**Stored items:**
◆ ◆ ◆

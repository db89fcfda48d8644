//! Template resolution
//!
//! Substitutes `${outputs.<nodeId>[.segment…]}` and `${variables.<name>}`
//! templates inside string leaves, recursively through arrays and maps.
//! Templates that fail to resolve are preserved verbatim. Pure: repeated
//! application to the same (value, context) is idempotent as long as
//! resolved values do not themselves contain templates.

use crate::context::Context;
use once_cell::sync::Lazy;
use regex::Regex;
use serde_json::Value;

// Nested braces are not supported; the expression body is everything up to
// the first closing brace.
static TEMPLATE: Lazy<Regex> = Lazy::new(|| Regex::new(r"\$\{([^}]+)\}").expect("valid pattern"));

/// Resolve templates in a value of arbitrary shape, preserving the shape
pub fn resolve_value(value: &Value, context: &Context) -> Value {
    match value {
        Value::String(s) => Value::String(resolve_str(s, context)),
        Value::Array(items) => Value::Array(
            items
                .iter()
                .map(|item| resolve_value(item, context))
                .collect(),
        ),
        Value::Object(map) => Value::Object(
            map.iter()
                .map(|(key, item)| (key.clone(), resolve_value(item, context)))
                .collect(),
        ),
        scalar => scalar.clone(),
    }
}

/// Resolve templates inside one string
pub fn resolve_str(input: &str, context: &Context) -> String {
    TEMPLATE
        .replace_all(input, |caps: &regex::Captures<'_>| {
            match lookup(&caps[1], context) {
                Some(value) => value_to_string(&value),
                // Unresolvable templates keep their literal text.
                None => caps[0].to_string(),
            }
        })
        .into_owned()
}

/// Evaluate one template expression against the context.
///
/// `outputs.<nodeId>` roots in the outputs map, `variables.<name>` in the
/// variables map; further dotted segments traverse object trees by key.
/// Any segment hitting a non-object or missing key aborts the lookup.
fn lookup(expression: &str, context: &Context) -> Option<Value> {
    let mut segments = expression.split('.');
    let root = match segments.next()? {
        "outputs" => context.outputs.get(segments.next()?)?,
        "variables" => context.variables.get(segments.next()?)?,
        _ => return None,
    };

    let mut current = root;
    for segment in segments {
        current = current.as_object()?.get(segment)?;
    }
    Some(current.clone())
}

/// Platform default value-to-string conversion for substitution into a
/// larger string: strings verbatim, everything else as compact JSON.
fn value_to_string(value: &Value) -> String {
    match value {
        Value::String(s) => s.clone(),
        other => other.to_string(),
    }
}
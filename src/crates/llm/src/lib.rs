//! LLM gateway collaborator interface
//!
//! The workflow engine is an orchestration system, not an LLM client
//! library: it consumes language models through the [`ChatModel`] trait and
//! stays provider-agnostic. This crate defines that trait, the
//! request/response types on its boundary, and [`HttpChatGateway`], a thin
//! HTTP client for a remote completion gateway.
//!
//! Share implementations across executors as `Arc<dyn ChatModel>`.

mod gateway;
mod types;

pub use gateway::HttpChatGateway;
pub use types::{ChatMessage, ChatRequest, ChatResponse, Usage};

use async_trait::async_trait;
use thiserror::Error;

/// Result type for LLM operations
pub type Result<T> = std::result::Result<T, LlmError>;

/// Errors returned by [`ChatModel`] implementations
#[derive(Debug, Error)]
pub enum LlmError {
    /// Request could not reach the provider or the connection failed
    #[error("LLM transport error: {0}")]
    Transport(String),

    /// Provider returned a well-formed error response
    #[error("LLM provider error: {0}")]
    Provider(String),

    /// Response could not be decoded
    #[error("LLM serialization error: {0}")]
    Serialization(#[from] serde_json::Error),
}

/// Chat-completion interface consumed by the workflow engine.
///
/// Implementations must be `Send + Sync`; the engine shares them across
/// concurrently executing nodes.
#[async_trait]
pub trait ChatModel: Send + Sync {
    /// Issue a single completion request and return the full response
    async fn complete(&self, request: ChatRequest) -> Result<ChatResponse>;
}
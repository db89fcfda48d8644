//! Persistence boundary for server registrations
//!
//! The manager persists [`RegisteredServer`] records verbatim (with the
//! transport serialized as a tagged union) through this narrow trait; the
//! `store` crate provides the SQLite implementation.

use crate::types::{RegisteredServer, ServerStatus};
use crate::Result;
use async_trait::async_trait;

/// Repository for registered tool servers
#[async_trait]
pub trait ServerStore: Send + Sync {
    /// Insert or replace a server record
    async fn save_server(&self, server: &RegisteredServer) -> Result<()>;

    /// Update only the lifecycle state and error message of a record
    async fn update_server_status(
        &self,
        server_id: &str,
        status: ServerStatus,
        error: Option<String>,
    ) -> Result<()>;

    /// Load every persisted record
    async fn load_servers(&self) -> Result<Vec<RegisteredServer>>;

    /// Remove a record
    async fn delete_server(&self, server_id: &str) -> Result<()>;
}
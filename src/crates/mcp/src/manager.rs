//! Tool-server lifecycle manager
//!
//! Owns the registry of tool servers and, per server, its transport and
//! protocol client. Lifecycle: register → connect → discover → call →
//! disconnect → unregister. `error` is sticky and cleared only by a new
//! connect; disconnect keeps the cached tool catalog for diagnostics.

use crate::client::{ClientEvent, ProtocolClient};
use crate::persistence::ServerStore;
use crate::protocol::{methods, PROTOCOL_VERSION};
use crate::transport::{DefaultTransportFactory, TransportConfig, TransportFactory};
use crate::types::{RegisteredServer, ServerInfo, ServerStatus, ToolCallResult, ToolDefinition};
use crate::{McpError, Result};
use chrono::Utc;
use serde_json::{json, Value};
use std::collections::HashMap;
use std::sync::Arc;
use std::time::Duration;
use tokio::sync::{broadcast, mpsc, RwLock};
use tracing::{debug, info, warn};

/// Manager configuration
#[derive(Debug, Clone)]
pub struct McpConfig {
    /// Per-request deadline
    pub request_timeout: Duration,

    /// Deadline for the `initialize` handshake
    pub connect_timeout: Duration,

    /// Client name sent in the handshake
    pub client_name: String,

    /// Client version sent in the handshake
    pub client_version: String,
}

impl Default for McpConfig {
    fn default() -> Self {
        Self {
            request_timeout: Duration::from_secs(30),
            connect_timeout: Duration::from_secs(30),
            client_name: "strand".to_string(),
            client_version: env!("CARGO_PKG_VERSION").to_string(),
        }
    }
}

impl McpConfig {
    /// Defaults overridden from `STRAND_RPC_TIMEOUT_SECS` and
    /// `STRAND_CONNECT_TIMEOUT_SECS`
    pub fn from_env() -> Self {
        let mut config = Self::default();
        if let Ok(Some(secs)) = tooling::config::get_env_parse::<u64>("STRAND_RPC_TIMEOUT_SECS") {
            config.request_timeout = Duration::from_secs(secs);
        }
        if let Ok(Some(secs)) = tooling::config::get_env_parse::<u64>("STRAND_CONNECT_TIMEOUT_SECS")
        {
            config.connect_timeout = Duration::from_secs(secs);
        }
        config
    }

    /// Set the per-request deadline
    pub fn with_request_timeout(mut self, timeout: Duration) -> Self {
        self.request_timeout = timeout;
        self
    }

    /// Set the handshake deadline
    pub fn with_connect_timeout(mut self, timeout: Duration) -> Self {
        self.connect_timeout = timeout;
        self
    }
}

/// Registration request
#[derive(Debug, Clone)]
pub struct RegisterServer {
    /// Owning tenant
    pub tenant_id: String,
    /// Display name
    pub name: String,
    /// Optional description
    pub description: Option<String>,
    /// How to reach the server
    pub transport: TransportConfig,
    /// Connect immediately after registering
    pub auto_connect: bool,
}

◆ ◆ ◆

**What needs to be done:** Your task is to copy every record exactly.

**Exercise response:**
repository db89fcfda48d8644
//! Template resolution
//!
//! Substitutes `${outputs.<nodeId>[.segment…]}` and `${variables.<name>}`
//! templates inside string leaves, recursively through arrays and maps.
//! Templates that fail to resolve are preserved verbatim. Pure: repeated
//! application to the same (value, context) is idempotent as long as
//! resolved values do not themselves contain templates.

use crate::context::Context;
use once_cell::sync::Lazy;
use regex::Regex;
use serde_json::Value;

// Nested braces are not supported; the expression body is everything up to
// the first closing brace.
static TEMPLATE: Lazy<Regex> = Lazy::new(|| Regex::new(r"\$\{([^}]+)\}").expect("valid pattern"));

/// Resolve templates in a value of arbitrary shape, preserving the shape
pub fn resolve_value(value: &Value, context: &Context) -> Value {
    match value {
        Value::String(s) => Value::String(resolve_str(s, context)),
        Value::Array(items) => Value::Array(
            items
                .iter()
                .map(|item| resolve_value(item, context))
                .collect(),
        ),
        Value::Object(map) => Value::Object(
            map.iter()
                .map(|(key, item)| (key.clone(), resolve_value(item, context)))
                .collect(),
        ),
        scalar => scalar.clone(),
    }
}

/// Resolve templates inside one string
pub fn resolve_str(input: &str, context: &Context) -> String {
    TEMPLATE
        .replace_all(input, |caps: &regex::Captures<'_>| {
            match lookup(&caps[1], context) {
                Some(value) => value_to_string(&value),
                // Unresolvable templates keep their literal text.
                None => caps[0].to_string(),
            }
        })
        .into_owned()
}

/// Evaluate one template expression against the context.
///
/// `outputs.<nodeId>` roots in the outputs map, `variables.<name>` in the
/// variables map; further dotted segments traverse object trees by key.
/// Any segment hitting a non-object or missing key aborts the lookup.
fn lookup(expression: &str, context: &Context) -> Option<Value> {
    let mut segments = expression.split('.');
    let root = match segments.next()? {
        "outputs" => context.outputs.get(segments.next()?)?,
        "variables" => context.variables.get(segments.next()?)?,
        _ => return None,
    };

    let mut current = root;
    for segment in segments {
        current = current.as_object()?.get(segment)?;
    }
    Some(current.clone())
}

/// Platform default value-to-string conversion for substitution into a
/// larger string: strings verbatim, everything else as compact JSON.
fn value_to_string(value: &Value) -> String {
    match value {
        Value::String(s) => s.clone(),
        other => other.to_string(),
    }
}
filename src/crates/llm/src/lib.rs
//! LLM gateway collaborator interface
//!
//! The workflow engine is an orchestration system, not an LLM client
//! library: it consumes language models through the [`ChatModel`] trait and
//! stays provider-agnostic. This crate defines that trait, the
//! request/response types on its boundary, and [`HttpChatGateway`], a thin
//! HTTP client for a remote completion gateway.
//!
//! Share implementations across executors as `Arc<dyn ChatModel>`.

mod gateway;
mod types;

pub use gateway::HttpChatGateway;
pub use types::{ChatMessage, ChatRequest, ChatResponse, Usage};

use async_trait::async_trait;
use thiserror::Error;

/// Result type for LLM operations
pub type Result<T> = std::result::Result<T, LlmError>;

/// Errors returned by [`ChatModel`] implementations
#[derive(Debug, Error)]
pub enum LlmError {
    /// Request could not reach the provider or the connection failed
    #[error("LLM transport error: {0}")]
    Transport(String),

    /// Provider returned a well-formed error response
    #[error("LLM provider error: {0}")]
    Provider(String),

    /// Response could not be decoded
    #[error("LLM serialization error: {0}")]
    Serialization(#[from] serde_json::Error),
}

/// Chat-completion interface consumed by the workflow engine.
///
/// Implementations must be `Send + Sync`; the engine shares them across
/// concurrently executing nodes.
#[async_trait]
pub trait ChatModel: Send + Sync {
    /// Issue a single completion request and return the full response
    async fn complete(&self, request: ChatRequest) -> Result<ChatResponse>;
}
repository db89fcfda48d8644
//! Persistence boundary for server registrations
//!
//! The manager persists [`RegisteredServer`] records verbatim (with the
//! transport serialized as a tagged union) through this narrow trait; the
//! `store` crate provides the SQLite implementation.

use crate::types::{RegisteredServer, ServerStatus};
use crate::Result;
use async_trait::async_trait;

/// Repository for registered tool servers
#[async_trait]
pub trait ServerStore: Send + Sync {
    /// Insert or replace a server record
    async fn save_server(&self, server: &RegisteredServer) -> Result<()>;

    /// Update only the lifecycle state and error message of a record
    async fn update_server_status(
        &self,
        server_id: &str,
        status: ServerStatus,
        error: Option<String>,
    ) -> Result<()>;

    /// Load every persisted record
    async fn load_servers(&self) -> Result<Vec<RegisteredServer>>;

    /// Remove a record
    async fn delete_server(&self, server_id: &str) -> Result<()>;
}
filename src/crates/mcp/src/manager.rs
//! Tool-server lifecycle manager
//!
//! Owns the registry of tool servers and, per server, its transport and
//! protocol client. Lifecycle: register → connect → discover → call →
//! disconnect → unregister. `error` is sticky and cleared only by a new
//! connect; disconnect keeps the cached tool catalog for diagnostics.

use crate::client::{ClientEvent, ProtocolClient};
use crate::persistence::ServerStore;
use crate::protocol::{methods, PROTOCOL_VERSION};
use crate::transport::{DefaultTransportFactory, TransportConfig, TransportFactory};
use crate::types::{RegisteredServer, ServerInfo, ServerStatus, ToolCallResult, ToolDefinition};
use crate::{McpError, Result};
use chrono::Utc;
use serde_json::{json, Value};
use std::collections::HashMap;
use std::sync::Arc;
use std::time::Duration;
use tokio::sync::{broadcast, mpsc, RwLock};
use tracing::{debug, info, warn};

/// Manager configuration
#[derive(Debug, Clone)]
pub struct McpConfig {
    /// Per-request deadline
    pub request_timeout: Duration,

    /// Deadline for the `initialize` handshake
    pub connect_timeout: Duration,

    /// Client name sent in the handshake
    pub client_name: String,

    /// Client version sent in the handshake
    pub client_version: String,
}

impl Default for McpConfig {
    fn default() -> Self {
        Self {
            request_timeout: Duration::from_secs(30),
            connect_timeout: Duration::from_secs(30),
            client_name: "strand".to_string(),
            client_version: env!("CARGO_PKG_VERSION").to_string(),
        }
    }
}

impl McpConfig {
    /// Defaults overridden from `STRAND_RPC_TIMEOUT_SECS` and
    /// `STRAND_CONNECT_TIMEOUT_SECS`
    pub fn from_env() -> Self {
        let mut config = Self::default();
        if let Ok(Some(secs)) = tooling::config::get_env_parse::<u64>("STRAND_RPC_TIMEOUT_SECS") {
            config.request_timeout = Duration::from_secs(secs);
        }
        if let Ok(Some(secs)) = tooling::config::get_env_parse::<u64>("STRAND_CONNECT_TIMEOUT_SECS")
        {
            config.connect_timeout = Duration::from_secs(secs);
        }
        config
    }

    /// Set the per-request deadline
    pub fn with_request_timeout(mut self, timeout: Duration) -> Self {
        self.request_timeout = timeout;
        self
    }

    /// Set the handshake deadline
    pub fn with_connect_timeout(mut self, timeout: Duration) -> Self {
        self.connect_timeout = timeout;
        self
    }
}

/// Registration request
#[derive(Debug, Clone)]
pub struct RegisterServer {
    /// Owning tenant
    pub tenant_id: String,
    /// Display name
    pub name: String,
    /// Optional description
    pub description: Option<String>,
    /// How to reach the server
    pub transport: TransportConfig,
    /// Connect immediately after registering
    pub auto_connect: bool,
}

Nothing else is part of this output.